More Faster

By Mickey Friedman
February 16, 2019

Like the soon-to-be profusion of pot shops here in my used-to-be Best Small Town in America, my world, our world, changes more faster than ever.

For the good in small ways, but the very worst in the biggest way.

With apologies, and the help of a variety of environmental exerts, let me explain. No sooner than the human brain allows in the bad news, the news grows more dire. All of which makes climate crisis denial all the more pathetic.

Witness the President’s snarky tweet of January 28: “In the beautiful Midwest, wind-chill temperatures are reaching minus 60 degrees, the coldest ever recorded. In coming days, expected to get even colder. People can’t last outside even for minutes. What the hell is going on with Global Warming? Please come back fast, we need you!” Confusing cold temperatures with critical climate change does a grave disservice to our attempts to develop a comprehensive strategy to combat the climate crisis.

The UK Guardian reports on a study that reveals that enormous glaciers in Greenland are depositing ever larger chunks of ice into the Atlantic Ocean.
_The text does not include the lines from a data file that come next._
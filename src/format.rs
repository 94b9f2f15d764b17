//! Result formatting
//!
//! Turns a [`QueryResult`] into the text printed after each statement.

use crate::executor::QueryResult;
use crate::storage::Tuple;

/// How results are printed
#[derive(Debug, Clone, Copy, Default, PartialEq, Eq, clap::ValueEnum)]
pub enum OutputFormat {
    /// Bordered text grid
    #[default]
    Table,
    /// One JSON document per statement
    Json,
}

/// Format a query result as a text grid
pub fn format_table(columns: &[String], rows: &[Tuple]) -> String {
    // Calculate column widths
    let mut widths: Vec<usize> = columns.iter().map(|c| c.chars().count()).collect();
    for row in rows {
        for (w, value) in widths.iter_mut().zip(row.values()) {
            *w = (*w).max(value.to_string().chars().count());
        }
    }

    let separator = widths
        .iter()
        .map(|w| "-".repeat(w + 2))
        .collect::<Vec<_>>()
        .join("+");
    let separator = format!("+{}+\n", separator);

    let mut output = String::new();

    // Header
    output.push_str(&separator);
    let header = columns
        .iter()
        .zip(&widths)
        .map(|(c, w)| format!(" {:^width$} ", c, width = *w))
        .collect::<Vec<_>>()
        .join("|");
    output.push_str(&format!("|{}|\n", header));
    output.push_str(&separator);

    // Rows
    for row in rows {
        let line = row
            .values()
            .iter()
            .zip(&widths)
            .map(|(v, w)| format!(" {:<width$} ", v.to_string(), width = *w))
            .collect::<Vec<_>>()
            .join("|");
        output.push_str(&format!("|{}|\n", line));
    }
    if !rows.is_empty() {
        output.push_str(&separator);
    }

    output.push_str(&format!("{} row(s) returned", rows.len()));
    output
}

/// Format any statement result in the chosen format
pub fn format_result(result: &QueryResult, format: OutputFormat) -> String {
    match format {
        OutputFormat::Json => {
            serde_json::to_string_pretty(result).unwrap_or_else(|e| format!("{{\"error\": \"{}\"}}", e))
        }
        OutputFormat::Table if result.is_query() => format_table(&result.columns, &result.rows),
        OutputFormat::Table => match &result.message {
            Some(message) => message.clone(),
            None => format!("{} row(s) affected", result.affected_rows),
        },
    }
}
The ice melting faster than scientists previously thought, with ice loss increasing fourfold since 2003. And that the largest ice loss actually occurred in the south-west region of the island, which is largely glacier-free. Meaning surface ice is simply melting as global temperatures rise, causing gushing rivers of meltwater to flow into the ocean and push up sea levels. Now South-west Greenland, not previously thought of as a source of woe for coastal cities, is set to “become a major future contributor to sea level rise.”

From 2002 to 2016, “Greenland lost about 280bn tons of ice per year … enough to raise the worldwide sea level by 0.03 inches annually.” Worst case scenario, “If all of Greenland’s vast ice sheet, 3km thick in places, was to melt, global sea levels would rise by seven meters, or more than 20ft, drowning most coastal settlements.”

In Antarctica, two 2018 studies found the rate of melting from the Antarctic ice sheet has accelerated threefold in the last five years, a record-breaking rate. The subsequent sea rises could have catastrophic consequences for cities around the world.

The Washington Post just offered devastating examples of how the climate crisis has radically changed American reality. I had no idea what was happening in our western states. “Montana has warmed 2.7 degrees Fahrenheit since 1950, considerably more than the United States as a whole. That added heat is contributing to raging forest fires and bark beetle outbreaks, a combination that has devastated the state’s forests … Montana’s trees, which had provided the crucial function of pulling carbon dioxide from the air, are sending the greenhouse gas back into the atmosphere. And forests that once provided a counterbalance to climate change are at the moment contributing to it, as carbon-rich trees suddenly burn, or die and slowly decompose.” In recent years Arizona, Colorado, Nevada, Utah and Wyoming have become carbon emitters.”

With rising temperatures and fewer frigid days the beetles survive and multiply, attacking trees at ever higher altitudes.

The Post continues: “Rising temperatures also are shrinking the mountain snowpack, weakening the forests. The snowpack, which has been declining since the 1930s, has been melting more quickly in the past four decades. Trees stressed by drought struggle to resist beetle attacks, and the drier ground makes forests more susceptible to fires. In 2017, a massive 1.367 million acres burned in the state.

“Since 1997, Montana, Idaho and Wyoming have been losing about 2 percent of their trees every year, says Christopher Williams, a forest and climate change researcher at Clark University in Massachusetts. That’s the equivalent of some 800,000 forest acres annually.”

Katharine Hayhoe, an atmospheric scientist and director of the Climate Science Center at Texas Tech University, told the UK Guardian: “We now have attribution studies that show how much more likely or stronger extreme weather events have become as a result of human emissions. For example, wildfires in the western US now burn nearly twice the area they would without climate change, and almost 40% more rain fell during Hurricane Harvey than would have otherwise. So we are really feeling the impacts and know how much humanity is responsible.”

As for the mix of optimism and pessimism, Kayhoe noted: “Ten years ago, few people felt personally affected by climate change. It seemed very distant. Today, most people can point to a specific way climate affects their daily lives. This is important because the three key steps to action are accepting that climate change is real, recognizing it affects us, and being motivated to do something to fix it. Opinion polls in the US show 70% of people agree the climate is changing, but a majority still say it won’t affect them.”

A little more faster and just maybe they’ll know for sure.